## Goal of the exercise
From the records below, extract only the lines running from the line with "triangles.push(Triangle::new(h, c, d, material));" to the line with "let g = Vec3::new(half_l, 0.0, half_l", both lines included, reproducing them exactly.

## Given data
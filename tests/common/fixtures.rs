//! Test database seeding

use clipnest_server::identity::CredentialHasher;
use clipnest_server::store::{Insertion, NewUser, UserStore};
use clipnest_server::SqliteStore;
use uuid::Uuid;

use super::constants::*;

fn seed_user(
    store: &SqliteStore,
    username: &str,
    email: &str,
    password: &str,
) -> anyhow::Result<Uuid> {
    let hasher = CredentialHasher::Argon2;
    let salt = hasher.generate_b64_salt()?;
    let hash = hasher.hash(password.as_bytes(), &salt)?;
    let new_user = NewUser {
        username: username.to_string(),
        email: email.to_string(),
        full_name: format!("{} Tester", username),
    };
    match store.create_user(new_user, hasher, salt, hash)? {
        Insertion::Inserted(user) => Ok(user.id),
        Insertion::Duplicate => anyhow::bail!("User {} already seeded", username),
    }
}

/// Seeds alice and bob, returning their ids.
pub fn seed_users(store: &SqliteStore) -> anyhow::Result<(Uuid, Uuid)> {
    let alice = seed_user(store, ALICE_USER, ALICE_EMAIL, ALICE_PASS)?;
    let bob = seed_user(store, BOB_USER, BOB_EMAIL, BOB_PASS)?;
    Ok((alice, bob))
}
use glam::Vec3;

use crate::camera::Camera;
use crate::color::Color;
use crate::consts::{ BK7_CAUCHY_A, BK7_CAUCHY_B };
use crate::geometry::Triangle;
use crate::light::{ Light, Material };
use crate::world::World;

// Fixture palette
fn red() -> Color { Color::rgb(0.75, 0.15, 0.15) }
fn yellow() -> Color { Color::rgb(0.75, 0.75, 0.15) }
fn green() -> Color { Color::rgb(0.15, 0.75, 0.15) }
fn cyan() -> Color { Color::rgb(0.15, 0.75, 0.75) }
fn purple() -> Color { Color::rgb(0.75, 0.15, 0.75) }
fn white() -> Color { Color::rgb(0.75, 0.75, 0.75) }
fn grey() -> Color { Color::rgb(0.5, 0.5, 0.5) }

/// The dispersive prism material: BK7 borosilicate glass, fully
/// transmissive, with a faint specular sheen on the surface.
fn prism_material() -> Material {
    Material {
        color: grey(),
        specular: 1.0,
        diffuse: 0.1,
        ambient: 0.0,
        shininess: 2.0,
        reflection: 0.0,
        refraction: 1.0,
        cauchy_a: BK7_CAUCHY_A,
        cauchy_b: BK7_CAUCHY_B,
    }
}

/// The light and ambient term the fixtures are tuned for.
fn fixture_lighting() -> (Light, Color) {
    let light = Light::point(
        Vec3::new(0.0, -0.5, -0.7),
        Color::rgb(20.0, 20.0, 20.0),
    );

    (light, Color::rgb(0.5, 0.5, 0.5))
}

/// The camera the fixtures are tuned for: on the axis, backed off just far
/// enough to frame the unit cube. Focal length equals the screen height.
pub fn default_camera(width: usize, height: usize) -> Camera {
    let focal = height as f32;
    let position = Vec3::new(0.0, 0.0, -2.0 * focal / height as f32 - 0.9);

    Camera::new(position, focal, width, height)
}

/// Rescales fixture geometry from `[0, side]^3` into the volume
/// `[-1, 1]^3`, mirroring X and Y so that +Y is down and +X is left, and
/// recomputes every normal afterwards.
fn scale_to_unit_volume(triangles: &mut Vec<Triangle>, side: f32) {
    let remap = |v: Vec3| {
        let v = v * (2.0 / side) - Vec3::ONE;
        Vec3::new(-v.x, -v.y, v.z)
    };

    for triangle in triangles.iter_mut() {
        triangle.v0 = remap(triangle.v0);
        triangle.v1 = remap(triangle.v1);
        triangle.v2 = remap(triangle.v2);
        triangle.compute_normal();
    }
}

/// The Cornell box: five colored walls, a short diffuse block and a tall
/// block carrying the dispersive prism material.
pub fn cornell_box() -> World {
    let (light, ambient) = fixture_lighting();
    let mut world = World::new(light, ambient);

    let floor = world.add_material(Material::flat(green()));
    let left_wall = world.add_material(Material::flat(purple()));
    let right_wall = world.add_material(Material::flat(yellow()));
    let ceiling = world.add_material(Material::flat(cyan()));
    let back_wall = world.add_material(Material::flat(white()));
    let short_block = world.add_material(Material::flat(red()));
    let tall_block = world.add_material(prism_material());

    let mut triangles = Vec::with_capacity(5 * 2 + 2 * 10);

    // Length of the Cornell box side.
    let l = 555.0;

    // Room corners: ABCD on the floor, EFGH above them.
    let a = Vec3::new(l, 0.0, 0.0);
    let b = Vec3::new(0.0, 0.0, 0.0);
    let c = Vec3::new(l, 0.0, l);
    let d = Vec3::new(0.0, 0.0, l);

    let e = Vec3::new(l, l, 0.0);
    let f = Vec3::new(0.0, l, 0.0);
    let g = Vec3::new(l, l, l);
    let h = Vec3::new(0.0, l, l);

    // Floor
    triangles.push(Triangle::new(c, b, a, floor));
    triangles.push(Triangle::new(c, d, b, floor));

    // Left wall
    triangles.push(Triangle::new(a, e, c, left_wall));
    triangles.push(Triangle::new(c, e, g, left_wall));

    // Right wall
    triangles.push(Triangle::new(f, b, d, right_wall));
    triangles.push(Triangle::new(h, f, d, right_wall));

    // Ceiling
    triangles.push(Triangle::new(e, f, g, ceiling));
    triangles.push(Triangle::new(f, h, g, ceiling));

    // Back wall
    triangles.push(Triangle::new(g, d, c, back_wall));
    triangles.push(Triangle::new(g, h, d, back_wall));

    // Short block
    push_block(&mut triangles,
        Vec3::new(290.0, 0.0, 114.0),
        Vec3::new(130.0, 0.0, 65.0),
        Vec3::new(240.0, 0.0, 272.0),
        Vec3::new(82.0, 0.0, 225.0),
        165.0,
        short_block,
    );

    // Tall block
    push_block(&mut triangles,
        Vec3::new(423.0, 0.0, 247.0),
        Vec3::new(265.0, 0.0, 296.0),
        Vec3::new(472.0, 0.0, 406.0),
        Vec3::new(314.0, 0.0, 456.0),
        330.0,
        tall_block,
    );

    scale_to_unit_volume(&mut triangles, l);
    world.triangles = triangles;

    world
}

/// Pushes a box standing on the floor: base corners `a..d` (a-b and c-d
/// being opposite edges), walls up to `height`, and a top. The underside
/// is omitted; it sits on the floor.
fn push_block(triangles: &mut Vec<Triangle>,
    a: Vec3, b: Vec3, c: Vec3, d: Vec3, height: f32, material: usize) {
    let up = Vec3::new(0.0, height, 0.0);
    let e = a + up;
    let f = b + up;
    let g = c + up;
    let h = d + up;

    // Front
    triangles.push(Triangle::new(e, b, a, material));
    triangles.push(Triangle::new(e, f, b, material));

    // Right
    triangles.push(Triangle::new(f, d, b, material));
    triangles.push(Triangle::new(f, h, d, material));

    // Back
    triangles.push(Triangle::new(h, c, d, material));
    triangles.push(Triangle::new(h, g, c, material));

    // Left
    triangles.push(Triangle::new(g, e, c, material));
    triangles.push(Triangle::new(e, a, c, material));

    // Top
    triangles.push(Triangle::new(g, f, e, material));
    triangles.push(Triangle::new(g, h, f, material));
}

/// A floor plane with a triangular dispersive prism standing on it: the
/// scene that splits white light into a spectrum.
pub fn triangular_prism() -> World {
    let (light, ambient) = fixture_lighting();
    let mut world = World::new(light, ambient);

    let floor = world.add_material(Material::flat(green()));
    let prism = world.add_material(prism_material());

    let mut triangles = Vec::with_capacity(2 + 8);

    // Length of the scene side.
    let l = 20.0;

    // Floor corners
    let a = Vec3::new(0.0, 0.0, 0.0);
    let b = Vec3::new(0.0, 0.0, l);
    let c = Vec3::new(l, 0.0, l);
    let d = Vec3::new(l, 0.0, 0.0);

    triangles.push(Triangle::new(c, b, a, floor));
    triangles.push(Triangle::new(c, a, d, floor));

    // Prism base: an isosceles triangle centered on the floor
    let half_l = l / 2.0;
    let size = 6.0;
    let e = Vec3::new(half_l - size, 0.0, half_l + size);
    let f = Vec3::new(half_l + size, 0.0, half_l + size);
    let g = Vec3::new(half_l, 0.0, half_l - size);

    // Prism top
    let height = 8.0;
    let up = Vec3::new(0.0, height, 0.0);
    let h = e + up;
    let i = f + up;
    let j = g + up;

    // Base
    triangles.push(Triangle::new(e, g, f, prism));

    // Top
    triangles.push(Triangle::new(h, j, i, prism));

    // Back
    triangles.push(Triangle::new(e, h, f, prism));
    triangles.push(Triangle::new(h, i, f, prism));

    // Left
    triangles.push(Triangle::new(f, i, g, prism));
    triangles.push(Triangle::new(i, j, g, prism));

    // Right
    triangles.push(Triangle::new(j, e, g, prism));
    triangles.push(Triangle::new(e, j, h, prism));

    scale_to_unit_volume(&mut triangles, l);
    world.triangles = triangles;

    world
}

/* Tests */

#[test]
fn cornell_box_triangle_count() {
    let world = cornell_box();

    // five wall pairs plus two ten-triangle blocks
    assert_eq!(world.triangles.len(), 30);
    assert_eq!(world.materials.len(), 7);
}

#[test]
fn triangular_prism_triangle_count() {
    let world = triangular_prism();

    assert_eq!(world.triangles.len(), 10);
    assert_eq!(world.materials.len(), 2);
}

#[test]
fn fixtures_fit_the_unit_volume() {
    for world in [cornell_box(), triangular_prism()].iter() {
        for triangle in world.triangles.iter() {
            for v in [triangle.v0, triangle.v1, triangle.v2].iter() {
                assert!(v.x.abs() <= 1.0 + crate::consts::FEQ_EPSILON);
                assert!(v.y.abs() <= 1.0 + crate::consts::FEQ_EPSILON);
                assert!(v.z.abs() <= 1.0 + crate::consts::FEQ_EPSILON);
            }
        }
    }
}

#[test]
fn fixture_normals_are_unit_length() {
    let world = cornell_box();

    for triangle in world.triangles.iter() {
        assert!(crate::feq(triangle.normal.length(), 1.0));
    }
}

#[test]
fn cornell_floor_normal_points_up() {
    let world = cornell_box();

    // +Y is down in this convention, so "up" is -Y
    assert_eq!(world.triangles[0].normal, Vec3::new(0.0, -1.0, 0.0));
}

#[test]
fn prism_block_is_dispersive() {
    let world = triangular_prism();
    let prism = &world.materials[world.triangles[2].material];

    assert!(prism.refraction > 0.0);
    assert!(prism.cauchy_b > 0.0);
    assert!(crate::feq(prism.refractive_index(), BK7_CAUCHY_A));
}

#[test]
fn default_camera_frames_the_unit_cube() {
    let camera = default_camera(200, 200);

    assert_eq!(camera.position, Vec3::new(0.0, 0.0, -2.9));
    assert!(crate::feq(camera.focal, 200.0));
    assert_eq!(camera.width, 200);
    assert_eq!(camera.height, 200);
}
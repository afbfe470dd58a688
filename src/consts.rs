// Floating point comparisons
pub const FEQ_EPSILON: f32 = 0.0001;

// Geometric tolerance. One value for every call site: the parallel-ray
// guard, the degenerate-basis guard, self-intersection rejection and the
// shadow distance comparison.
pub const GEOM_EPSILON: f32 = 0.0001;

// Ray horizon; hits beyond this parameter are discarded
pub const MAX_DISTANCE: f32 = f32::MAX;

// Default recursion depth for the reflective/refractive drivers
pub const RECURSION_DEPTH: u32 = 5;

// Visible spectrum bounds in nanometers, and the number of monochromatic
// sub-rays a dispersive refraction event fans into
pub const VISIBLE_SPECTRUM_START: f32 = 380.0;
pub const VISIBLE_SPECTRUM_END: f32 = 780.0;
pub const SPECTRUM_SAMPLES: usize = 10;

// Common refraction indices
pub const VACUUM_RI: f32 = 1.0;
pub const AIR_RI: f32 = 1.00029;
pub const WATER_RI: f32 = 1.333;
pub const GLASS_RI: f32 = 1.52;
pub const DIAMOND_RI: f32 = 2.417;

// Cauchy pair for BK7 borosilicate glass. B is in nanometers squared and
// far larger than the physical value, so the spectrum separates visibly
// at screen resolution.
pub const BK7_CAUCHY_A: f32 = 1.5046;
pub const BK7_CAUCHY_B: f32 = 420_000.0;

## The completed task
    triangles.push(Triangle::new(h, c, d, material));
    triangles.push(Triangle::new(h, g, c, material));

    // Left
    triangles.push(Triangle::new(g, e, c, material));
    triangles.push(Triangle::new(e, a, c, material));

    // Top
    triangles.push(Triangle::new(g, f, e, material));
    triangles.push(Triangle::new(g, h, f, material));
}

/// A floor plane with a triangular dispersive prism standing on it: the
/// scene that splits white light into a spectrum.
pub fn triangular_prism() -> World {
    let (light, ambient) = fixture_lighting();
    let mut world = World::new(light, ambient);

    let floor = world.add_material(Material::flat(green()));
    let prism = world.add_material(prism_material());

    let mut triangles = Vec::with_capacity(2 + 8);

    // Length of the scene side.
    let l = 20.0;

    // Floor corners
    let a = Vec3::new(0.0, 0.0, 0.0);
    let b = Vec3::new(0.0, 0.0, l);
    let c = Vec3::new(l, 0.0, l);
    let d = Vec3::new(l, 0.0, 0.0);

    triangles.push(Triangle::new(c, b, a, floor));
    triangles.push(Triangle::new(c, a, d, floor));

    // Prism base: an isosceles triangle centered on the floor
    let half_l = l / 2.0;
    let size = 6.0;
    let e = Vec3::new(half_l - size, 0.0, half_l + size);
    let f = Vec3::new(half_l + size, 0.0, half_l + size);
    let g = Vec3::new(half_l, 0.0, half_l - size);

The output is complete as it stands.